The nanotechnology industry is increasing in its potential to cure and cause environmental havoc, but can insurers keep up with the risks of a fast-growing market that may generate about one trillion US dollars in the next two years?

“An emerging technology can leave insurers covering risks they never contemplated,” states the Casualty Actuarial Society (CAS) in a statement on this revolutionary occupation.

Parr Schoolman, a CAS fellow and senior managing director at Aon Benfield, explains that despite the lack of definitive data on the nanotech industry, an actuary's ability to analyze a situation can help insurers develop a product to cover a futuristic technology that has arrived on society's doorstep.

“Working with limited data is exactly the area where actuaries add most value,” says Alex Krutov, president of Navigation Advisors, in an email to PC360. “In general, the ability to provide solid actuarial risk analysis can also help accelerate societal progress by making possible the development and introduction of new technologies and products that otherwise might be considered uninsurable and too risky.”

A lack of clarity abounds within the applications of insurance to nanotechnology products and firms: standard policies don't necessarily exclude nanotech products; but would courts apply policy pollution exclusion to a claim?

Krutov says, “Medical applications of nanotechnology are very promising. At the same time, health and other risks of specific products based on nanotechnology have to be properly analyzed before any insurance underwriting decision is made. While actuaries are not expected to be experts on nanotechnology or medicine, they provide the general framework for this risk analysis.”

According to the Center for Responsible Nanotechnology, nanotech is the science of engineering functional systems—entire machines, robots and computers—that are smaller than a living cell.

There are now more than 5,400 nanotech firms global, writes CAS; each state in the U.S. houses at least one company that engineers micro-scale products ranging from anti-aging cosmetics to pesticides, drink mixes and drugs.
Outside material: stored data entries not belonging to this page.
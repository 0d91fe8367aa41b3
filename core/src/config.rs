//! Application configuration: YAML or JSON, loaded once at process start.
//!
//! Paths beginning with `~` expand to the home directory; relative store
//! and log paths resolve against the configuration file's directory.

use std::collections::HashMap;
use std::path::{Path, PathBuf};

use serde::{Deserialize, Serialize};

use crate::error::ConfigError;
use crate::models::Engine;

/// A model with its human description, used to build tool schema enums.
#[derive(Debug, Clone, Serialize, Deserialize)]
pub struct ModelConfig {
    pub id: String,
    #[serde(default)]
    pub description: String,
}

/// Per-engine model allow-list and default.
#[derive(Debug, Clone, Default, Serialize, Deserialize)]
pub struct EngineConfig {
    #[serde(default)]
    pub models: Vec<ModelConfig>,
    #[serde(default)]
    pub default_model: String,
}

#[derive(Debug, Clone, Serialize, Deserialize)]
pub struct ServerConfig {
    #[serde(default = "default_host")]
    pub host: String,
    #[serde(default = "default_port")]
    pub port: u16,
}

fn default_host() -> String {
    "127.0.0.1".to_string()
}

fn default_port() -> u16 {
    8765
}

impl Default for ServerConfig {
    fn default() -> Self {
        ServerConfig {
            host: default_host(),
            port: default_port(),
        }
    }
}

#[derive(Debug, Clone, Serialize, Deserialize)]
pub struct OrchestratorConfig {
    #[serde(default = "default_store_path")]
    pub store_path: String,
    #[serde(default = "default_log_dir")]
    pub log_dir: String,
    #[serde(default = "default_max_parallel")]
    pub max_parallel: usize,
    #[serde(default)]
    pub default_mcp_config: String,
    #[serde(default)]
    pub default_engine: String,
}

fn mesnada_dir() -> PathBuf {
    dirs::home_dir().unwrap_or_default().join(".mesnada")
}

fn default_store_path() -> String {
    mesnada_dir().join("tasks.json").to_string_lossy().into_owned()
}

fn default_log_dir() -> String {
    mesnada_dir().join("logs").to_string_lossy().into_owned()
}

fn default_max_parallel() -> usize {
    5
}

impl Default for OrchestratorConfig {
    fn default() -> Self {
        OrchestratorConfig {
            store_path: default_store_path(),
            log_dir: default_log_dir(),
            max_parallel: default_max_parallel(),
            default_mcp_config: String::new(),
            default_engine: String::new(),
        }
    }
}

#[derive(Debug, Clone, Serialize, Deserialize)]
pub struct LoggingConfig {
    /// EnvFilter string, e.g. "info" or "mesnada_core=debug".
    #[serde(default = "default_log_level")]
    pub level: String,
    #[serde(default = "default_true")]
    pub console: bool,
    #[serde(default)]
    pub file: bool,
    /// Directory for log files when `file` is enabled; OS temp dir if unset.
    #[serde(default)]
    pub directory: Option<String>,
}

fn default_log_level() -> String {
    "info".to_string()
}

fn default_true() -> bool {
    true
}

impl Default for LoggingConfig {
    fn default() -> Self {
        LoggingConfig {
            level: default_log_level(),
            console: true,
            file: false,
            directory: None,
        }
    }
}

#[derive(Debug, Clone, Serialize, Deserialize)]
pub struct Config {
    #[serde(default = "default_default_model")]
    pub default_model: String,
    #[serde(default = "default_models")]
    pub models: Vec<ModelConfig>,
    #[serde(default)]
    pub engines: HashMap<String, EngineConfig>,
    #[serde(default)]
    pub server: ServerConfig,
    #[serde(default)]
    pub orchestrator: OrchestratorConfig,
    #[serde(default)]
    pub logging: LoggingConfig,
}

fn default_default_model() -> String {
    "claude-sonnet-4.5".to_string()
}

impl Default for Config {
    fn default() -> Self {
        Config {
            default_model: default_default_model(),
            models: default_models(),
            engines: HashMap::new(),
            server: ServerConfig::default(),
            orchestrator: OrchestratorConfig::default(),
            logging: LoggingConfig::default(),
        }
    }
}

fn default_models() -> Vec<ModelConfig> {
    [
        ("claude-sonnet-4.5", "Balanced performance and speed for general tasks"),
        ("claude-opus-4.5", "Highest capability for complex reasoning and analysis"),
        ("claude-haiku-4.5", "Fast responses for simple tasks and quick iterations"),
        ("gpt-5.1-codex-max", "Advanced coding capabilities with extended context"),
        ("gpt-5.1-codex", "Optimized for code generation and refactoring"),
        ("gpt-5.2", "Latest GPT model with improved reasoning"),
        ("gpt-5.1", "Stable GPT model for production use"),
        ("gpt-5", "Base GPT-5 model"),
        ("gpt-5.1-codex-mini", "Lightweight coding model for quick tasks"),
        ("gpt-5-mini", "Fast and efficient for simple queries"),
        ("gpt-4.1", "Reliable GPT-4 variant"),
        ("gemini-3-pro-preview", "Google's latest multimodal model"),
    ]
    .into_iter()
    .map(|(id, description)| ModelConfig {
        id: id.to_string(),
        description: description.to_string(),
    })
    .collect()
}

impl Config {
    /// Loads configuration from `path`, or from
    /// `~/.mesnada/config.{yaml,json}` when no path is given. A missing
    /// file yields the defaults.
    pub fn load(path: Option<&Path>) -> Result<Config, ConfigError> {
        let (path, base_dir) = match path {
            Some(p) => (Some(p.to_path_buf()), p.parent().map(Path::to_path_buf)),
            None => match find_default_config() {
                Some(p) => {
                    let base = p.parent().map(Path::to_path_buf);
                    (Some(p), base)
                }
                None => (None, None),
            },
        };

        let mut cfg = Config::default();
        if let Some(path) = path {
            let data = match std::fs::read_to_string(&path) {
                Ok(data) => Some(data),
                Err(e) if e.kind() == std::io::ErrorKind::NotFound => None,
                Err(e) => return Err(ConfigError::Read(e)),
            };
            if let Some(data) = data {
                cfg = parse_config(&path, &data)?;
            }
        }

        let base_dir = base_dir.as_deref();
        cfg.orchestrator.store_path = resolve_path(&cfg.orchestrator.store_path, base_dir);
        cfg.orchestrator.log_dir = resolve_path(&cfg.orchestrator.log_dir, base_dir);
        cfg.orchestrator.default_mcp_config =
            expand_mcp_config(&cfg.orchestrator.default_mcp_config);
        Ok(cfg)
    }

    /// Writes the configuration as pretty JSON, used by `--init`.
    pub fn save(&self, path: Option<&Path>) -> Result<PathBuf, ConfigError> {
        let path = match path {
            Some(p) => p.to_path_buf(),
            None => mesnada_dir().join("config.json"),
        };
        if let Some(dir) = path.parent() {
            std::fs::create_dir_all(dir).map_err(ConfigError::Write)?;
        }
        let data = serde_json::to_vec_pretty(self).map_err(ConfigError::Json)?;
        std::fs::write(&path, data).map_err(ConfigError::Write)?;
        Ok(path)
    }

    pub fn address(&self) -> String {
        format!("{}:{}", self.server.host, self.server.port)
    }

    pub fn default_engine(&self) -> Engine {
        self.orchestrator
            .default_engine
            .parse()
            .unwrap_or_default()
    }

    /// Model ids allowed for `engine`: the engine's own list when
    /// configured, the global list otherwise. An empty result means the
    /// model is unvalidated.
    pub fn model_ids_for_engine(&self, engine: Engine) -> Vec<String> {
        if let Some(engine_cfg) = self.engines.get(engine.as_str()) {
            if !engine_cfg.models.is_empty() {
                return engine_cfg.models.iter().map(|m| m.id.clone()).collect();
            }
        }
        self.models.iter().map(|m| m.id.clone()).collect()
    }

    pub fn validate_model_for_engine(&self, engine: Engine, model: &str) -> bool {
        let allowed = self.model_ids_for_engine(engine);
        allowed.is_empty() || allowed.iter().any(|id| id == model)
    }

    /// Deduplicated union of the global list and every engine list, used
    /// for the tool schema enum.
    pub fn all_model_ids(&self) -> Vec<String> {
        let mut seen = std::collections::HashSet::new();
        let mut out = Vec::new();
        for m in &self.models {
            if seen.insert(m.id.clone()) {
                out.push(m.id.clone());
            }
        }
        for engine_cfg in self.engines.values() {
            for m in &engine_cfg.models {
                if seen.insert(m.id.clone()) {
                    out.push(m.id.clone());
                }
            }
        }
        out
    }
}

fn find_default_config() -> Option<PathBuf> {
    let dir = mesnada_dir();
    for name in ["config.yaml", "config.yml", "config.json"] {
        let candidate = dir.join(name);
        if candidate.exists() {
            return Some(candidate);
        }
    }
    None
}

fn parse_config(path: &Path, data: &str) -> Result<Config, ConfigError> {
    let is_yaml = path
        .extension()
        .and_then(|e| e.to_str())
        .map(|e| e.eq_ignore_ascii_case("yaml") || e.eq_ignore_ascii_case("yml"))
        .unwrap_or(false);
    if is_yaml {
        serde_yaml::from_str(data).map_err(ConfigError::Yaml)
    } else {
        serde_json::from_str(data).map_err(ConfigError::Json)
    }
}

/// Expands a leading `~` to the home directory. `~user/...` forms are left
/// alone.
fn expand_home(path: &str) -> String {
    let path = path.trim();
    if path == "~" {
        return dirs::home_dir()
            .map(|h| h.to_string_lossy().into_owned())
            .unwrap_or_else(|| path.to_string());
    }
    if let Some(rest) = path.strip_prefix("~/") {
        if let Some(home) = dirs::home_dir() {
            return home.join(rest).to_string_lossy().into_owned();
        }
    }
    path.to_string()
}

/// Expands `~` and resolves relative paths against `base_dir` (the config
/// file's directory). With no base dir, relative paths pass through.
fn resolve_path(value: &str, base_dir: Option<&Path>) -> String {
    let value = value.trim();
    if value.is_empty() {
        return String::new();
    }
    let expanded = expand_home(value);
    let p = Path::new(&expanded);
    if p.is_absolute() {
        return expanded;
    }
    match base_dir {
        Some(base) => base.join(p).to_string_lossy().into_owned(),
        None => expanded,
    }
}

/// MCP config references keep their `@` file prefix while still getting
/// `~` expansion after it.
fn expand_mcp_config(value: &str) -> String {
    let value = value.trim();
    if value.is_empty() {
        return String::new();
    }
    match value.strip_prefix('@') {
        Some(rest) => format!("@{}", expand_home(rest)),
        None => expand_home(value),
    }
}

#[cfg(test)]
mod tests {
    use super::*;

    #[test]
    fn defaults_apply_without_file() {
        let cfg = Config::default();
        assert_eq!(cfg.server.port, 8765);
        assert_eq!(cfg.orchestrator.max_parallel, 5);
        assert!(!cfg.models.is_empty());
    }

    #[test]
    fn loads_yaml_and_resolves_relative_paths() {
        let dir = tempfile::tempdir().unwrap();
        let path = dir.path().join("config.yaml");
        std::fs::write(
            &path,
            concat!(
                "server:\n  host: 0.0.0.0\n  port: 9000\n",
                "orchestrator:\n  store_path: state/tasks.json\n  log_dir: state/logs\n",
                "  default_engine: claude\n",
            ),
        )
        .unwrap();

        let cfg = Config::load(Some(&path)).unwrap();
        assert_eq!(cfg.server.host, "0.0.0.0");
        assert_eq!(cfg.server.port, 9000);
        assert_eq!(cfg.default_engine(), Engine::Claude);
        assert_eq!(
            cfg.orchestrator.store_path,
            dir.path().join("state/tasks.json").to_string_lossy()
        );
        assert_eq!(
            cfg.orchestrator.log_dir,
            dir.path().join("state/logs").to_string_lossy()
        );
    }

    #[test]
    fn loads_json_flavour() {
        let dir = tempfile::tempdir().unwrap();
        let path = dir.path().join("config.json");
        std::fs::write(
            &path,
            r#"{"default_model": "m1", "models": [{"id": "m1"}], "server": {"port": 7777}}"#,
        )
        .unwrap();

        let cfg = Config::load(Some(&path)).unwrap();
        assert_eq!(cfg.default_model, "m1");
        assert_eq!(cfg.server.port, 7777);
        assert_eq!(cfg.server.host, "127.0.0.1");
    }

    #[test]
    fn missing_file_yields_defaults() {
        let dir = tempfile::tempdir().unwrap();
        let cfg = Config::load(Some(&dir.path().join("nope.yaml"))).unwrap();
        assert_eq!(cfg.server.port, 8765);
    }

    #[test]
    fn mcp_config_keeps_at_prefix() {
        assert_eq!(
            expand_mcp_config("@.github/mcp-config.json"),
            "@.github/mcp-config.json"
        );
        let expanded = expand_mcp_config("@~/mcp.json");
        assert!(expanded.starts_with('@'));
        assert!(!expanded.contains('~'));
    }

    #[test]
    fn per_engine_models_shadow_global_list() {
        let mut cfg = Config::default();
        cfg.engines.insert(
            "claude".to_string(),
            EngineConfig {
                models: vec![
                    ModelConfig { id: "c1".into(), description: String::new() },
                    ModelConfig { id: "c2".into(), description: String::new() },
                ],
                default_model: String::new(),
            },
        );

        assert!(cfg.validate_model_for_engine(Engine::Claude, "c1"));
        assert!(!cfg.validate_model_for_engine(Engine::Claude, "gpt-5"));
        // Engines without a dedicated list fall back to the global one.
        assert!(cfg.validate_model_for_engine(Engine::Gemini, "gpt-5"));
        assert_eq!(
            cfg.model_ids_for_engine(Engine::Claude),
            vec!["c1".to_string(), "c2".to_string()]
        );
    }

    #[test]
    fn unconfigured_models_are_unvalidated() {
        let mut cfg = Config::default();
        cfg.models.clear();
        assert!(cfg.validate_model_for_engine(Engine::Copilot, "anything"));
    }

    #[test]
    fn all_model_ids_deduplicates() {
        let mut cfg = Config::default();
        cfg.models = vec![ModelConfig { id: "m1".into(), description: String::new() }];
        cfg.engines.insert(
            "claude".into(),
            EngineConfig {
                models: vec![
                    ModelConfig { id: "m1".into(), description: String::new() },
                    ModelConfig { id: "m2".into(), description: String::new() },
                ],
                default_model: String::new(),
            },
        );
        assert_eq!(cfg.all_model_ids(), vec!["m1".to_string(), "m2".to_string()]);
    }

    #[test]
    fn save_round_trips() {
        let dir = tempfile::tempdir().unwrap();
        let path = dir.path().join("config.json");
        let cfg = Config::default();
        cfg.save(Some(&path)).unwrap();
        let loaded = Config::load(Some(&path)).unwrap();
        assert_eq!(loaded.server.port, cfg.server.port);
        assert_eq!(loaded.default_model, cfg.default_model);
    }
}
Nanotech can one day provide deep-reaching pharmaceuticals and cancer treatments, and more sustainable energy sources.

“A lot of really wonderful things are going to happen because of nanotech,” says Charlie Kingdollar, vice president and emerging issues officer of General Reinsurance Corporation.

But he continues, “We're not spending a whole lot of time and money on environmental safety.”

Because nanotechnology has only been available since the 1984, and due to the cutting-edge speed at which it is being developed, reliable data describing its effects is often outdated. Furthermore, Kingdollar says more than 60 percent of firms and universities fail to conduct toxicity tests on nanomaterial.

According to the United States Environmental Protection Agency (EPA), nanomaterials are effective precisely because their size allows them to enter the body in ways not typically found in other chemicals: for example, through the blood-brain barrier or by crossing cell membranes.

On the other hand, in pharmaceutical applications, nanotech particles have been linked to unintended impacts leading to brain, liver and skin cell death in mice and in humans. Carbon nanotubes have been found to cause asbestos-like side effects, and in environmental engineering, nanomaterials are feared to be able to interact with pollutants to produce toxic by-products.